Am 28. Oktober 2025 feiern die Handballer der Füchse Berlin einen herausragenden Erfolg: Sie gewinnen den Deutschen Meistertitel. Der Sieg wurde am Sonntag gegen die Rhein-Neckar-Löwen errungen, was einen wichtigen Meilenstein in der Vereinshistorie darstellt. Bürgermeisterin Emine Demirbüken-Wegner gratulierte dem Team im Namen des Heimatbezirks Reinickendorf und lobte die beeindruckende Entwicklung der Füchse unter der Leitung von Geschäftsführer Bob Hanning, der das Team vor 20 Jahren von einem Zweitligisten zu einem Spitzenteam formte.
Trainer Jaron Siewert, der aus Reinickendorf stammt und jüngster Trainer in der Bundesliga ist, wurde für seine Leistungsfähigkeit hervorgehoben. Sportstadtrat Harald Muschner (CDU) zeigte sich stolz auf den Titelgewinn und betonte den bemerkenswerten Teamgeist, der zur Meisterschaft geführt hat. Im Rahmen der Feierlichkeiten lud Demirbüken-Wegner das Team zu einem Empfang ins Reinickendorfer Rathaus ein und bot ihnen die Möglichkeit, sich im Goldenen Buch der Stadt einzutragen. Sie wünschte den Füchsen zudem viel Erfolg für das bevorstehende Final Four der Handball Champions League.

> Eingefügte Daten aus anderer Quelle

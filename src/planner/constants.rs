/// Smallest legal plate.
pub const MIN_PLATE_SIZE: usize = 2;

/// Largest legal plate.
pub const MAX_PLATE_SIZE: usize = 4;

/// Allowed relative deviation from each active target (±10%).
pub const TOLERANCE: f64 = 0.10;

/// Maximum plates kept in the feasible set.
pub const DEFAULT_FEASIBLE_CAP: usize = 30;

/// Maximum plates offered to the tastiness ranker.
pub const DEFAULT_RANKER_CAP: usize = 30;

// ─────────────────────────────────────────────────────────────────────────────
// Time budgets
// ─────────────────────────────────────────────────────────────────────────────

/// Wall-clock budget for plate enumeration.
pub const DEFAULT_TIME_BUDGET_MS: u64 = 8_000;

/// Timeout for the ranker call. Must stay below the enumeration budget.
pub const DEFAULT_RANKER_TIMEOUT_MS: u64 = 5_000;

/// How often a process-backed ranker is polled for exit or cancellation.
pub const RANKER_POLL_INTERVAL_MS: u64 = 20;

// ─────────────────────────────────────────────────────────────────────────────
// Strategy selection
// ─────────────────────────────────────────────────────────────────────────────

/// Candidate count above which the ILP strategy is tried first.
pub const DEFAULT_ILP_THRESHOLD: usize = 40;

/// Extra ILP rounds allowed beyond the cap, for solutions rejected on re-check.
pub const ILP_EXTRA_ROUNDS: usize = 8;

/// Fraction of the remaining budget the solver may use before brute force
/// takes over.
pub const ILP_BUDGET_SHARE: f64 = 0.5;

/// Snapshot freshness window for the menu cache.
pub const DEFAULT_CACHE_TTL_SECS: u64 = 300;

/// Minimum Jaro-Winkler similarity for "did you mean" suggestions.
pub const SUGGESTION_THRESHOLD: f64 = 0.7;
use std::sync::LazyLock;

use regex::Regex;
use serde_json::Value;

static DIGIT_RUN: LazyLock<Regex> =
    LazyLock::new(|| Regex::new(r"\d+").expect("digit pattern is valid"));

/// Normalize a macro field to a non-negative integer.
///
/// Numbers are truncated toward zero and clamped at zero. Strings yield their
/// first run of digits (`"12g"` → 12, `"150 kcal"` → 150, `"12.5g"` → 12).
/// Anything without digits becomes 0.
///
/// Never fails: an unreadable label contributes nothing to a plate.
pub fn parse_macro(value: &Value) -> u32 {
    match value {
        Value::Number(n) => match n.as_u64() {
            Some(v) => u32::try_from(v).unwrap_or(u32::MAX),
            None => n.as_f64().map(clamp_float).unwrap_or(0),
        },
        Value::String(s) => parse_macro_str(s),
        _ => 0,
    }
}

/// String half of [`parse_macro`].
pub fn parse_macro_str(raw: &str) -> u32 {
    DIGIT_RUN
        .find(raw)
        .map(|m| m.as_str().parse::<u32>().unwrap_or(u32::MAX))
        .unwrap_or(0)
}

fn clamp_float(v: f64) -> u32 {
    if !v.is_finite() || v <= 0.0 {
        0
    } else if v >= u32::MAX as f64 {
        u32::MAX
    } else {
        v.trunc() as u32
    }
}

#[cfg(test)]
mod tests {
    use super::*;
    use serde_json::json;

    #[test]
    fn test_unit_suffixed_strings() {
        assert_eq!(parse_macro(&json!("12g")), 12);
        assert_eq!(parse_macro(&json!("150 kcal")), 150);
        assert_eq!(parse_macro(&json!("12.5g")), 12);
        assert_eq!(parse_macro(&json!("<1g")), 1);
    }

    #[test]
    fn test_no_digits_is_zero() {
        assert_eq!(parse_macro(&json!("")), 0);
        assert_eq!(parse_macro(&json!("N/A")), 0);
        assert_eq!(parse_macro(&Value::Null), 0);
        assert_eq!(parse_macro(&json!(true)), 0);
        assert_eq!(parse_macro(&json!(["12g"])), 0);
    }

    #[test]
    fn test_numbers() {
        assert_eq!(parse_macro(&json!(250)), 250);
        assert_eq!(parse_macro(&json!(7.9)), 7);
        assert_eq!(parse_macro(&json!(-4)), 0);
        assert_eq!(parse_macro(&json!(-4.5)), 0);
    }

    #[test]
    fn test_overflow_saturates() {
        assert_eq!(parse_macro(&json!("99999999999999999999g")), u32::MAX);
        assert_eq!(parse_macro(&json!(1e12)), u32::MAX);
        assert_eq!(parse_macro(&json!(10_000_000_000u64)), u32::MAX);
    }
}
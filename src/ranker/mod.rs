//! Tastiness ranking.
//!
//! A [`TastinessRanker`] is an untrusted collaborator that is shown a short
//! list of feasible plates and asked to pick one. [`RankerGateway`] owns the
//! timeout, validation and numeric fallback around it.

mod command;
mod gateway;
mod prompt;

use std::sync::Arc;
use std::sync::atomic::{AtomicBool, Ordering};

use serde::Serialize;

use crate::error::RankerError;
use crate::models::PlanResponse;

pub use command::CommandRanker;
pub use gateway::{parse_response, ChoiceSource, RankedChoice, RankedLine, RankedPlate, RankerGateway};
pub use prompt::{build_prompt, PromptContext, SYSTEM_PROMPT};

/// Shared flag a ranker polls to learn it should give up.
#[derive(Debug, Clone, Default)]
pub struct CancelToken(Arc<AtomicBool>);

impl CancelToken {
    pub fn new() -> Self {
        Self::default()
    }

    pub fn cancel(&self) {
        self.0.store(true, Ordering::SeqCst);
    }

    pub fn is_cancelled(&self) -> bool {
        self.0.load(Ordering::SeqCst)
    }
}

/// What a ranker is handed.
#[derive(Debug, Clone, Serialize)]
pub struct RankRequest {
    pub system: String,
    pub prompt: String,
    pub options: Vec<PlanResponse>,
}

/// External collaborator choosing the most appealing plate.
///
/// Implementations return the raw response text; parsing and validation are
/// done by the gateway. Long-running implementations should poll `cancel`.
pub trait TastinessRanker: Send + Sync {
    fn name(&self) -> &str {
        "ranker"
    }

    fn rank(&self, request: &RankRequest, cancel: &CancelToken) -> Result<String, RankerError>;
}

impl<T: TastinessRanker + ?Sized> TastinessRanker for Arc<T> {
    fn name(&self) -> &str {
        (**self).name()
    }

    fn rank(&self, request: &RankRequest, cancel: &CancelToken) -> Result<String, RankerError> {
        (**self).rank(request, cancel)
    }
}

Ein Schritt in die Champions League
Die Füchse haben sich erstmals seit 2012 wieder für das Final Four der Champions League qualifiziert, was diesen Erfolg noch bemerkenswerter macht. In der entscheidenden Partie, die am 30. April 2025 stattfand, gewannen sie das Rückspiel gegen Aalborg Handbold mit 40:36, nachdem sie das Hinspiel bereits mit 37:29 gewonnen hatten. Trainer Jaron Siewert war stolz auf die Leistung seiner Mannschaft, in der Mathias Gidsel, der Welthandballer, neun Tore erzielte und dem Team entscheidend zum Sieg verhalf.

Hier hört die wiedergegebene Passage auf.